Task objective: Start at the line in the entries below that contains "fn spawn_rect(world: &mut", stop at the line that contains "let back = spawn_rect(&mut", and output exactly the lines in that span, both ends included.

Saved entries
━━━━━━━━━━━━━━━━━━━━

//====================================================================

use std::{ops::Range, sync::Arc};

use common::{Color, ImageHandle, Transform};
use hecs::{Entity, World};

use crate::{
    texture_storage::{LoadedTexture, TextureStorage},
    tools,
};

//====================================================================

/// Textured (or flat, when `image` is `None`) quad centred on its [`Transform`].
#[derive(Clone, Debug)]
pub struct Sprite {
    pub image: Option<ImageHandle>,
    pub size: glam::Vec2,
    pub color: Color,
}

impl Sprite {
    #[inline]
    pub fn image(image: ImageHandle) -> Self {
        Self {
            size: glam::vec2(image.width() as f32, image.height() as f32),
            image: Some(image),
            color: Color::WHITE,
        }
    }

    #[inline]
    pub fn rect(size: glam::Vec2, color: Color) -> Self {
        Self {
            image: None,
            size,
            color,
        }
    }
}

/// Stacking order of a drawable. Lower values are drawn first (further back).
#[derive(Clone, Copy, Debug, PartialEq, Eq, PartialOrd, Ord, Hash)]
pub struct Depth(pub i64);

/// Entities that carry a [`Transform`], [`Sprite`] and [`Depth`], back to front.
/// Ties are broken by entity id.
pub fn draw_order(world: &World) -> Vec<Entity> {
    let mut entities = world
        .query::<(&Transform, &Sprite, &Depth)>()
        .iter()
        .map(|(entity, (_, _, depth))| (*depth, entity))
        .collect::<Vec<_>>();

    entities.sort_by_key(|(depth, entity)| (*depth, entity.id()));
    entities.into_iter().map(|(_, entity)| entity).collect()
}

//====================================================================

pub struct TextureRenderer {
    pipeline: wgpu::RenderPipeline,

    instances: Option<tools::InstanceBuffer<InstanceTexture>>,
    batches: Vec<(Arc<LoadedTexture>, Range<u32>)>,
}

impl TextureRenderer {
    pub(crate) fn new(
        device: &wgpu::Device,
        config: &wgpu::SurfaceConfiguration,
        texture_bind_group_layout: &wgpu::BindGroupLayout,
        camera_bind_group_layout: &wgpu::BindGroupLayout,
    ) -> Self {
        let pipeline = tools::create_pipeline(
            device,
            config,
            "Texture Pipeline",
            &[camera_bind_group_layout, texture_bind_group_layout],
            &[InstanceTexture::layout()],
            include_str!("../shaders/texture.wgsl"),
            tools::RenderPipelineDescriptor {
                primitive: wgpu::PrimitiveState {
                    topology: wgpu::PrimitiveTopology::TriangleStrip,
                    ..Default::default()
                },
                ..Default::default()
            }
            .with_alpha_blending(),
        );

        Self {
            pipeline,
            instances: None,
            batches: Vec::new(),
        }
    }

    pub(crate) fn prep(
        &mut self,
        world: &World,
        device: &wgpu::Device,
        queue: &wgpu::Queue,
        textures: &mut TextureStorage,
    ) {
        self.batches.clear();

        let mut raw = Vec::new();

        draw_order(world).into_iter().for_each(|entity| {
            let Ok(mut query) = world.query_one::<(&Transform, &Sprite)>(entity) else {
                return;
            };
            let Some((transform, sprite)) = query.get() else {
                return;
            };

            let texture = textures.get(device, queue, sprite.image.as_ref());

            let index = raw.len() as u32;
            raw.push(InstanceTexture {
                transform: transform.to_matrix(),
                color: sprite.color.to_array().into(),
                size: sprite.size,
                pad: [0.; 2],
            });

            // Consecutive draws of the same texture share one draw call
            let same_texture =
                matches!(self.batches.last(), Some((last, _)) if last.id() == texture.id());

            if !same_texture {
                self.batches.push((texture, index..index + 1));
            } else if let Some((_, range)) = self.batches.last_mut() {
                range.end = index + 1;
            }
        });

        match &mut self.instances {
            Some(instances) => instances.update(device, queue, &raw),
            None if !raw.is_empty() => {
                self.instances = Some(tools::InstanceBuffer::new(device, &raw));
            }
            None => {}
        }
    }

    pub(crate) fn render(&self, pass: &mut wgpu::RenderPass, camera_bind_group: &wgpu::BindGroup) {
        let Some(instances) = &self.instances else {
            return;
        };

        if instances.count() == 0 {
            return;
        }

        pass.set_pipeline(&self.pipeline);
        pass.set_bind_group(0, camera_bind_group, &[]);
        pass.set_vertex_buffer(0, instances.buffer().slice(..));

        self.batches.iter().for_each(|(texture, range)| {
            pass.set_bind_group(1, texture.bind_group(), &[]);
            pass.draw(0..4, range.clone());
        });
    }
}

//====================================================================

#[repr(C)]
#[derive(bytemuck::Pod, bytemuck::Zeroable, Clone, Copy, Debug)]
pub struct InstanceTexture {
    pub transform: glam::Mat4,
    pub color: glam::Vec4,
    pub size: glam::Vec2,
    pub pad: [f32; 2],
}

impl InstanceTexture {
    fn layout<'a>() -> wgpu::VertexBufferLayout<'a> {
        const VERTEX_ATTRIBUTES: [wgpu::VertexAttribute; 6] = wgpu::vertex_attr_array![
            0 => Float32x4, // Transform
            1 => Float32x4,
            2 => Float32x4,
            3 => Float32x4,
            4 => Float32x4, // Color
            5 => Float32x4, // Size
        ];

        wgpu::VertexBufferLayout {
            array_stride: std::mem::size_of::<Self>() as wgpu::BufferAddress,
            step_mode: wgpu::VertexStepMode::Instance,
            attributes: &VERTEX_ATTRIBUTES,
        }
    }
}

//====================================================================

#[cfg(test)]
mod tests {
    use super::*;

    fn spawn_rect(world: &mut World, depth: i64) -> Entity {
        world.spawn((
            Transform::default(),
            Sprite::rect(glam::vec2(10., 10.), Color::RED),
            Depth(depth),
        ))
    }

    #[test]
    fn test_draw_order_is_back_to_front() {
        let mut world = World::new();

        let front = spawn_rect(&mut world, 5);
        let back = spawn_rect(&mut world, -3);
        let middle = spawn_rect(&mut world, 0);

        assert_eq!(draw_order(&world), vec![back, middle, front]);
    }

    #[test]
    fn test_draw_order_skips_incomplete_entities() {
        let mut world = World::new();

        let drawn = spawn_rect(&mut world, 0);
        world.spawn((Transform::default(), Depth(1)));

        assert_eq!(draw_order(&world), vec![drawn]);
    }

    #[test]
    fn test_instance_layout_matches_attributes() {
        // 4 transform columns + colour + size/pad
        assert_eq!(std::mem::size_of::<InstanceTexture>(), 6 * 16);
    }
}

//====================================================================
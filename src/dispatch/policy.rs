//! 重试与降级策略
//!
//! 每个媒体项最多 max_attempts 次尝试，单次超时按类别（图片短、视频长），
//! 失败后等待 attempt * backoff_step。视频在原生模式失败后，下一次改为附件模式，且不再回到原生。
//! 编码错误与明确拒绝直接返回，不消耗剩余次数。

use std::future::Future;
use std::time::Duration;

use super::{ItemReport, MimeClass, SendMode};
use crate::config::DispatchSection;
use crate::core::DispatchError;
use crate::transport::MediaOptions;

#[derive(Debug, Clone, PartialEq, Eq)]
pub struct RetryPolicy {
    pub max_attempts: u32,
    pub image_timeout: Duration,
    pub video_timeout: Duration,
    pub other_timeout: Duration,
    pub backoff_step: Duration,
}

impl Default for RetryPolicy {
    fn default() -> Self {
        Self::from(&DispatchSection::default())
    }
}

impl From<&DispatchSection> for RetryPolicy {
    fn from(cfg: &DispatchSection) -> Self {
        Self {
            max_attempts: cfg.max_attempts.max(1),
            image_timeout: Duration::from_secs(cfg.image_timeout_secs),
            video_timeout: Duration::from_secs(cfg.video_timeout_secs),
            other_timeout: Duration::from_secs(cfg.other_timeout_secs),
            backoff_step: Duration::from_secs(cfg.backoff_step_secs),
        }
    }
}

impl RetryPolicy {
    pub fn timeout_for(&self, class: MimeClass) -> Duration {
        match class {
            MimeClass::Image => self.image_timeout,
            MimeClass::Video => self.video_timeout,
            MimeClass::Other => self.other_timeout,
        }
    }

    /// 纯文本沿用短超时
    pub fn text_timeout(&self) -> Duration {
        self.image_timeout
    }

    /// 第 attempt 次失败后的等待
    pub fn backoff_after(&self, attempt: u32) -> Duration {
        self.backoff_step * attempt
    }

    /// 最长的单次尝试超时（看门狗卡死阈值应大于此值）
    pub fn longest_attempt(&self) -> Duration {
        self.video_timeout
            .max(self.other_timeout)
            .max(self.image_timeout)
    }

    /// 驱动一次投递的全部尝试
    ///
    /// `send` 每次收到尝试序号与当前模式；`degradable` 为 true 时（视频）原生失败会降级。
    pub async fn run<F, Fut>(
        &self,
        label: &str,
        timeout: Duration,
        degradable: bool,
        mut send: F,
    ) -> (ItemReport, Result<(), DispatchError>)
    where
        F: FnMut(u32, SendMode) -> Fut,
        Fut: Future<Output = Result<(), DispatchError>>,
    {
        let mut mode = SendMode::Native;
        let mut modes = Vec::new();
        let mut last_err = None;

        for attempt in 1..=self.max_attempts {
            modes.push(mode);
            let result = match tokio::time::timeout(timeout, send(attempt, mode)).await {
                Ok(result) => result,
                Err(_) => Err(DispatchError::DeliveryTimeout(timeout)),
            };

            let err = match result {
                Ok(()) => {
                    if attempt > 1 {
                        tracing::info!(item = label, attempt, ?mode, "Delivered after retry");
                    }
                    return (
                        ItemReport {
                            modes,
                            delivered: true,
                        },
                        Ok(()),
                    );
                }
                Err(err) => err,
            };

            if !err.is_retryable() {
                tracing::warn!(item = label, attempt, error = %err, "Unrecoverable delivery error");
                return (
                    ItemReport {
                        modes,
                        delivered: false,
                    },
                    Err(err),
                );
            }

            tracing::warn!(
                item = label,
                attempt,
                max_attempts = self.max_attempts,
                ?mode,
                error = %err,
                "Delivery attempt failed"
            );
            last_err = Some(err);

            if degradable && mode == SendMode::Native {
                mode = SendMode::FallbackAttachment;
            }
            if attempt < self.max_attempts {
                tokio::time::sleep(self.backoff_after(attempt)).await;
            }
        }

        let err = last_err.unwrap_or(DispatchError::DeliveryTimeout(timeout));
        (
            ItemReport {
                modes,
                delivered: false,
            },
            Err(err),
        )
    }
}

/// 按类别与模式生成发送选项
///
/// 原生：图片正常预览，视频在静音任务中以循环动画发送，其他类型本来就只能作为附件；
/// 降级：一律作为附件，关闭预览与循环。
pub fn media_options(
    class: MimeClass,
    mode: SendMode,
    mute: bool,
    caption: Option<&str>,
) -> MediaOptions {
    let caption = caption.map(str::to_string);
    match (mode, class) {
        (SendMode::FallbackAttachment, _) | (SendMode::Native, MimeClass::Other) => MediaOptions {
            as_document: true,
            as_animated_loop: false,
            caption,
        },
        (SendMode::Native, MimeClass::Video) => MediaOptions {
            as_document: false,
            as_animated_loop: mute,
            caption,
        },
        (SendMode::Native, MimeClass::Image) => MediaOptions {
            as_document: false,
            as_animated_loop: false,
            caption,
        },
    }
}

━━━━━━━━━━━━━━━━━━━━

Response:
    fn spawn_rect(world: &mut World, depth: i64) -> Entity {
        world.spawn((
            Transform::default(),
            Sprite::rect(glam::vec2(10., 10.), Color::RED),
            Depth(depth),
        ))
    }

    #[test]
    fn test_draw_order_is_back_to_front() {
        let mut world = World::new();

        let front = spawn_rect(&mut world, 5);
        let back = spawn_rect(&mut world, -3);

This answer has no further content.